Exercise instructions: The line containing "content and all" marks the end; copy exactly all lines from the start of the material up to and including it.

______

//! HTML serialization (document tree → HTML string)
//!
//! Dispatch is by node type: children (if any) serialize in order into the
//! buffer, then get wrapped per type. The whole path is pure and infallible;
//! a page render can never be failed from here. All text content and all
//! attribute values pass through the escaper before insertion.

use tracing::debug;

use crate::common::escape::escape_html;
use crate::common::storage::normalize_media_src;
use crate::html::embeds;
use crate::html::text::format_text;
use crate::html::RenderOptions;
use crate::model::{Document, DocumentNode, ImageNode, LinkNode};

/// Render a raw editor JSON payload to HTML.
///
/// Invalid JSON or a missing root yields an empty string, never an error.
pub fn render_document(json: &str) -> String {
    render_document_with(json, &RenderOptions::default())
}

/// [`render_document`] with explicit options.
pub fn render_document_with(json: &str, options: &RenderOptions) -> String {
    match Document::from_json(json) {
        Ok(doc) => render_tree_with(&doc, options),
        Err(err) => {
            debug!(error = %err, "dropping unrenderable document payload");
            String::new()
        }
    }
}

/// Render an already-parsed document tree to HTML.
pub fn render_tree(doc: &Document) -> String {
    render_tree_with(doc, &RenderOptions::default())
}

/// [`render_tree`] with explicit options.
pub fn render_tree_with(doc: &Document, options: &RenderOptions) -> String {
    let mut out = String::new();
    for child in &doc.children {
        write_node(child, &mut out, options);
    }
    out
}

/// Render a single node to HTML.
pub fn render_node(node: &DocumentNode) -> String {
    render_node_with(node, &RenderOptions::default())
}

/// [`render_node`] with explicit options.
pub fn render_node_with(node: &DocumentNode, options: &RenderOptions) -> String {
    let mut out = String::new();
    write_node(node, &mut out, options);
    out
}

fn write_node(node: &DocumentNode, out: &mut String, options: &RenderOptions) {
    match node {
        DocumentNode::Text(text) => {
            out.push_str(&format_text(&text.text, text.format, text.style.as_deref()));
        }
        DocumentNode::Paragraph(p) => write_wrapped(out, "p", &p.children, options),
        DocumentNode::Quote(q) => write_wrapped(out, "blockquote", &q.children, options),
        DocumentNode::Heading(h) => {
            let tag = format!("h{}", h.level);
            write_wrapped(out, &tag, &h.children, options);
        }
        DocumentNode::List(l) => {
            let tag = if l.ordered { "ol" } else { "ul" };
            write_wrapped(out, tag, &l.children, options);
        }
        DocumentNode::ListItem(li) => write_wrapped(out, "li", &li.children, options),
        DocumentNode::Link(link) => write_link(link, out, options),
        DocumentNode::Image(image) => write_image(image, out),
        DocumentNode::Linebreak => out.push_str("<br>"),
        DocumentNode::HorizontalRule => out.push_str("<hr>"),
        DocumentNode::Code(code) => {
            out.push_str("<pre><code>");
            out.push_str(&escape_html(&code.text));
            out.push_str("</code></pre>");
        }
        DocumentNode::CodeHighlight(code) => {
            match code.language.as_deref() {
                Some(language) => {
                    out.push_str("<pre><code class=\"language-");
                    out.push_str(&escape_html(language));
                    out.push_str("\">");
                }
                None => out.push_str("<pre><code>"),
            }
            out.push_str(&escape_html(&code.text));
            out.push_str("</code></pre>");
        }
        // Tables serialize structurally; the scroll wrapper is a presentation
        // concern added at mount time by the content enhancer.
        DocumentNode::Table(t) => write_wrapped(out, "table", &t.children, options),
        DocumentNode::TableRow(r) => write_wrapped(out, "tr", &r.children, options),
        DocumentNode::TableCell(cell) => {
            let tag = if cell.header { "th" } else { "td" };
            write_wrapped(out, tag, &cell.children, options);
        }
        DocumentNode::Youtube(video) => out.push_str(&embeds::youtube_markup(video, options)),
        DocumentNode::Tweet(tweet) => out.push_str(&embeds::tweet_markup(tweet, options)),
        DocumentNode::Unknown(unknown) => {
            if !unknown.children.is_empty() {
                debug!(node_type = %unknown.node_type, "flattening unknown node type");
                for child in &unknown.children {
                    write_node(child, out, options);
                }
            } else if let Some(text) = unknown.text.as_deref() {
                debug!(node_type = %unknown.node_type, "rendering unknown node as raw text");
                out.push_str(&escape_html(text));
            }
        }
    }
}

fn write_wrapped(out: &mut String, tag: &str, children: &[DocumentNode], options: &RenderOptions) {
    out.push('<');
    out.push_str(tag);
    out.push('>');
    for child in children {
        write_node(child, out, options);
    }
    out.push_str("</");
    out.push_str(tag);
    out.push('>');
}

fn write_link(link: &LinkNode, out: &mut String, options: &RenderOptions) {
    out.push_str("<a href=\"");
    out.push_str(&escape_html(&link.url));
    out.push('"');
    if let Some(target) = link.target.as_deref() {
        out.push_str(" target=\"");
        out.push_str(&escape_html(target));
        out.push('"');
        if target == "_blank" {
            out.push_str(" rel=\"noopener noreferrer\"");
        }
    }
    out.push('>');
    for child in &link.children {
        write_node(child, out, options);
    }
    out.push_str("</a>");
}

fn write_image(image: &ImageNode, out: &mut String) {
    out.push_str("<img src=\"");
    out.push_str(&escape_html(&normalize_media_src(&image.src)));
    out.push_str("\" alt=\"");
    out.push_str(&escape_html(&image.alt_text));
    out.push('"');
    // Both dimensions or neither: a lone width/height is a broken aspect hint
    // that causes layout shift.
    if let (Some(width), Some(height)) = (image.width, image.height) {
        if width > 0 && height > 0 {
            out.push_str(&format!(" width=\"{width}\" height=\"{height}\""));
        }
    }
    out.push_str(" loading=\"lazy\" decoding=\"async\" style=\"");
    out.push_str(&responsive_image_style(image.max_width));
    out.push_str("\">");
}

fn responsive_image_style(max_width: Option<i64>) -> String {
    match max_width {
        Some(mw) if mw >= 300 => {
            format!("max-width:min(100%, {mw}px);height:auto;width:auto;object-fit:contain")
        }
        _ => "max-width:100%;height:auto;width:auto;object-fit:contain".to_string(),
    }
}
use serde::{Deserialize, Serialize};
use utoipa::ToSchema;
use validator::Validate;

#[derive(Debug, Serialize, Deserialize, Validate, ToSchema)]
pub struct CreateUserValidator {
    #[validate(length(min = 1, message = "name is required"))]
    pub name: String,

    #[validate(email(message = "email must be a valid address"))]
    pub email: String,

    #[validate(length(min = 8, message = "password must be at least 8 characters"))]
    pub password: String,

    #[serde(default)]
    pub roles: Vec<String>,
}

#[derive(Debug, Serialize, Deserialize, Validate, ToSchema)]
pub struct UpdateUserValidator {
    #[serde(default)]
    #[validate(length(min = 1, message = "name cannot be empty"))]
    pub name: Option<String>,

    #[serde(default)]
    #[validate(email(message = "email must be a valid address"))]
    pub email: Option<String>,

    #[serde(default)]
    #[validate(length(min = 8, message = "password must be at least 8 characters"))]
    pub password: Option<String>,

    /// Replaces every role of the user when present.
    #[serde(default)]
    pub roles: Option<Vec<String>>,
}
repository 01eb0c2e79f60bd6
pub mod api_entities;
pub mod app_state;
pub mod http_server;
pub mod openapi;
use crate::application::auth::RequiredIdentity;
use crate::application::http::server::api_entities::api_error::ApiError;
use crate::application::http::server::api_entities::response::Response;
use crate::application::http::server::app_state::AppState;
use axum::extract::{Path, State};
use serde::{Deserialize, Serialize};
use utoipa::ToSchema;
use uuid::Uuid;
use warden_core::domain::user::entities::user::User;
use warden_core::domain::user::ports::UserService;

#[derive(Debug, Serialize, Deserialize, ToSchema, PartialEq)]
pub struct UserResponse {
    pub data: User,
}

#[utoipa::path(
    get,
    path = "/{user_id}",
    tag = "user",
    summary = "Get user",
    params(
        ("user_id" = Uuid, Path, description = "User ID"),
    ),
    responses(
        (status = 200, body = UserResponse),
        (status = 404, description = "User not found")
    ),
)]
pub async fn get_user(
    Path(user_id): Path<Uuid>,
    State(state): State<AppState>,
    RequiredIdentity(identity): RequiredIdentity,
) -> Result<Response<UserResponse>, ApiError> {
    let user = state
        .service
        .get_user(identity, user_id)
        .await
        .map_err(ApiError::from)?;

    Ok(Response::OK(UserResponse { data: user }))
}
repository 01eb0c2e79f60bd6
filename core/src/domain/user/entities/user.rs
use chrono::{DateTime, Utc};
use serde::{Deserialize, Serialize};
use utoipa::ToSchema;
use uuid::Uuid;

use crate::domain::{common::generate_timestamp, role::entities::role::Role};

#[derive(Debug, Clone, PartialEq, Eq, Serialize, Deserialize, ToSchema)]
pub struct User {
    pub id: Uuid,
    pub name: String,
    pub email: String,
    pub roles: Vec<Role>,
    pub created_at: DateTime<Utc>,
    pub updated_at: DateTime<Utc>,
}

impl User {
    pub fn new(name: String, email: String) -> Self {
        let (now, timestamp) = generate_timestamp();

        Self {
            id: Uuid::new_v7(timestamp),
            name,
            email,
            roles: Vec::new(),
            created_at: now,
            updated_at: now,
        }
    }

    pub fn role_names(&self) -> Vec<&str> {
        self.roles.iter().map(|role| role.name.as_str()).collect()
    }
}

______

Written answer:
//! HTML serialization (document tree → HTML string)
//!
//! Dispatch is by node type: children (if any) serialize in order into the
//! buffer, then get wrapped per type. The whole path is pure and infallible;
//! a page render can never be failed from here. All text content and all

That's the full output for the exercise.